» **PROBLEM DETAILS**: Each entry below is to be copied verbatim, with no line missing.

[RECORDS FOR THIS TASK Boundary: Start]

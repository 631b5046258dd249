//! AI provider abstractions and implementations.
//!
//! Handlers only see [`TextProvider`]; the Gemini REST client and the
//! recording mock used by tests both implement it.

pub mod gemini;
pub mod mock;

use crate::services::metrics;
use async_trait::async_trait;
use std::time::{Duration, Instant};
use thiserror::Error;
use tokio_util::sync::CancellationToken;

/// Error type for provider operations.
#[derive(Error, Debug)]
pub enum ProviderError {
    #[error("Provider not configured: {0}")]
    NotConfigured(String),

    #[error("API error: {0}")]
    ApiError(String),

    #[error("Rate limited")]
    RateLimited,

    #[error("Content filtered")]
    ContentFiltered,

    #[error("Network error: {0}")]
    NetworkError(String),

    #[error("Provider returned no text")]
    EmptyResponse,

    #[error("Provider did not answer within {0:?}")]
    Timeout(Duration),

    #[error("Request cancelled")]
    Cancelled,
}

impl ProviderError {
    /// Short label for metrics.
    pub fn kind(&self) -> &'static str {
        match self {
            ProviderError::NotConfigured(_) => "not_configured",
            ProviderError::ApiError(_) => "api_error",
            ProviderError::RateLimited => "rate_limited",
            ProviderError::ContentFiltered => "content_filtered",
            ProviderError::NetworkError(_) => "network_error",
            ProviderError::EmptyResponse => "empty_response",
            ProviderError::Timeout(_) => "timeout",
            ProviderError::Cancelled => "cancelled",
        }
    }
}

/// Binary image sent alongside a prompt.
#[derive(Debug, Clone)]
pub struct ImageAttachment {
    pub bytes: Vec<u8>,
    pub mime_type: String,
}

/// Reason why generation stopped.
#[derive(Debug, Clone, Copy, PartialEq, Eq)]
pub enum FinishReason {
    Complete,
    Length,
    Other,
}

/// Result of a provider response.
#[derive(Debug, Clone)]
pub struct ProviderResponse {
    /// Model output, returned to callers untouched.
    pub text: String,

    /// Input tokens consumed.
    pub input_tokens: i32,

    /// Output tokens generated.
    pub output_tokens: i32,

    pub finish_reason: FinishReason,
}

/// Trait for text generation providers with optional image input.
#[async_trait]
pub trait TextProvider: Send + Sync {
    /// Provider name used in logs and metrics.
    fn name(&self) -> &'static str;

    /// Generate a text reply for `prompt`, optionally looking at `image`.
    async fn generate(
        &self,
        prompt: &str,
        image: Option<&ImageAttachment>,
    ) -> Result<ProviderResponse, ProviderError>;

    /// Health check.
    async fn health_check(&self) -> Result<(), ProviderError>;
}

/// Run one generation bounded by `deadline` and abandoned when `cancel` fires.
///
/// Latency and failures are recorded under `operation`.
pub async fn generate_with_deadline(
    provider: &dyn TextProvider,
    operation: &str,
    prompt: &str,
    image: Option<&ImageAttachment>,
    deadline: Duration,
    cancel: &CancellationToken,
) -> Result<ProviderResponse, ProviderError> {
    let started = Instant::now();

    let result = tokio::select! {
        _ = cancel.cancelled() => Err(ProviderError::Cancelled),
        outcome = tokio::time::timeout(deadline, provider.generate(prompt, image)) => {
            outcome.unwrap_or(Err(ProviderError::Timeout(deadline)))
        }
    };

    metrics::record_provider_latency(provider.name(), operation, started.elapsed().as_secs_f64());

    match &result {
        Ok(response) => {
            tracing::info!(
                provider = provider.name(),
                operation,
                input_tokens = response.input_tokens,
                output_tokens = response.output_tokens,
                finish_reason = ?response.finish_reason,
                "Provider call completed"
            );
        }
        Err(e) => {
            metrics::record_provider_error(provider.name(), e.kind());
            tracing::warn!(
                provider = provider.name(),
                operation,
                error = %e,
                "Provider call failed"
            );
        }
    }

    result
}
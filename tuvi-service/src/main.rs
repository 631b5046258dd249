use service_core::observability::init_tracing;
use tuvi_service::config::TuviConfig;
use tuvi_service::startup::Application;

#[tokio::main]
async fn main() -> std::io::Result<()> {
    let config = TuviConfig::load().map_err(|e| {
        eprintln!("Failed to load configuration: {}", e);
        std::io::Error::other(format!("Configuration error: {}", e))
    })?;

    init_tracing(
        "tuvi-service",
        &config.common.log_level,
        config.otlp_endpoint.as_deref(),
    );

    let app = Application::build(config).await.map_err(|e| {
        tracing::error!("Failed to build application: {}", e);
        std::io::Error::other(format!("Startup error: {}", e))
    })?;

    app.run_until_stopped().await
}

[RECORDS FOR THIS TASK Boundary: End]

» **SOLUTION**:
repository 631b5046258dd249
//! AI provider abstractions and implementations.
//!
//! Handlers only see [`TextProvider`]; the Gemini REST client and the
//! recording mock used by tests both implement it.

pub mod gemini;
pub mod mock;

use crate::services::metrics;
use async_trait::async_trait;
use std::time::{Duration, Instant};
use thiserror::Error;
use tokio_util::sync::CancellationToken;

/// Error type for provider operations.
#[derive(Error, Debug)]
pub enum ProviderError {
    #[error("Provider not configured: {0}")]
    NotConfigured(String),

    #[error("API error: {0}")]
    ApiError(String),

    #[error("Rate limited")]
    RateLimited,

    #[error("Content filtered")]
    ContentFiltered,

    #[error("Network error: {0}")]
    NetworkError(String),

    #[error("Provider returned no text")]
    EmptyResponse,

    #[error("Provider did not answer within {0:?}")]
    Timeout(Duration),

    #[error("Request cancelled")]
    Cancelled,
}

impl ProviderError {
    /// Short label for metrics.
    pub fn kind(&self) -> &'static str {
        match self {
            ProviderError::NotConfigured(_) => "not_configured",
            ProviderError::ApiError(_) => "api_error",
            ProviderError::RateLimited => "rate_limited",
            ProviderError::ContentFiltered => "content_filtered",
            ProviderError::NetworkError(_) => "network_error",
            ProviderError::EmptyResponse => "empty_response",
            ProviderError::Timeout(_) => "timeout",
            ProviderError::Cancelled => "cancelled",
        }
    }
}

/// Binary image sent alongside a prompt.
#[derive(Debug, Clone)]
pub struct ImageAttachment {
    pub bytes: Vec<u8>,
    pub mime_type: String,
}

/// Reason why generation stopped.
#[derive(Debug, Clone, Copy, PartialEq, Eq)]
pub enum FinishReason {
    Complete,
    Length,
    Other,
}

/// Result of a provider response.
#[derive(Debug, Clone)]
pub struct ProviderResponse {
    /// Model output, returned to callers untouched.
    pub text: String,

    /// Input tokens consumed.
    pub input_tokens: i32,

    /// Output tokens generated.
    pub output_tokens: i32,

    pub finish_reason: FinishReason,
}

/// Trait for text generation providers with optional image input.
#[async_trait]
pub trait TextProvider: Send + Sync {
    /// Provider name used in logs and metrics.
    fn name(&self) -> &'static str;

    /// Generate a text reply for `prompt`, optionally looking at `image`.
    async fn generate(
        &self,
        prompt: &str,
        image: Option<&ImageAttachment>,
    ) -> Result<ProviderResponse, ProviderError>;

    /// Health check.
    async fn health_check(&self) -> Result<(), ProviderError>;
}

/// Run one generation bounded by `deadline` and abandoned when `cancel` fires.
///
/// Latency and failures are recorded under `operation`.
pub async fn generate_with_deadline(
    provider: &dyn TextProvider,
    operation: &str,
    prompt: &str,
    image: Option<&ImageAttachment>,
    deadline: Duration,
    cancel: &CancellationToken,
) -> Result<ProviderResponse, ProviderError> {
    let started = Instant::now();

    let result = tokio::select! {
        _ = cancel.cancelled() => Err(ProviderError::Cancelled),
        outcome = tokio::time::timeout(deadline, provider.generate(prompt, image)) => {
            outcome.unwrap_or(Err(ProviderError::Timeout(deadline)))
        }
    };

    metrics::record_provider_latency(provider.name(), operation, started.elapsed().as_secs_f64());

    match &result {
        Ok(response) => {
            tracing::info!(
                provider = provider.name(),
                operation,
                input_tokens = response.input_tokens,
                output_tokens = response.output_tokens,
                finish_reason = ?response.finish_reason,
                "Provider call completed"
            );
        }
        Err(e) => {
            metrics::record_provider_error(provider.name(), e.kind());
            tracing::warn!(
                provider = provider.name(),
                operation,
                error = %e,
                "Provider call failed"
            );
        }
    }

    result
}
filename tuvi-service/src/main.rs
repository 631b5046258dd249
use service_core::observability::init_tracing;
use tuvi_service::config::TuviConfig;
use tuvi_service::startup::Application;

#[tokio::main]
async fn main() -> std::io::Result<()> {
    let config = TuviConfig::load().map_err(|e| {
        eprintln!("Failed to load configuration: {}", e);
        std::io::Error::other(format!("Configuration error: {}", e))
    })?;

    init_tracing(
        "tuvi-service",
        &config.common.log_level,
        config.otlp_endpoint.as_deref(),
    );

    let app = Application::build(config).await.map_err(|e| {
        tracing::error!("Failed to build application: {}", e);
        std::io::Error::other(format!("Startup error: {}", e))
    })?;

    app.run_until_stopped().await
}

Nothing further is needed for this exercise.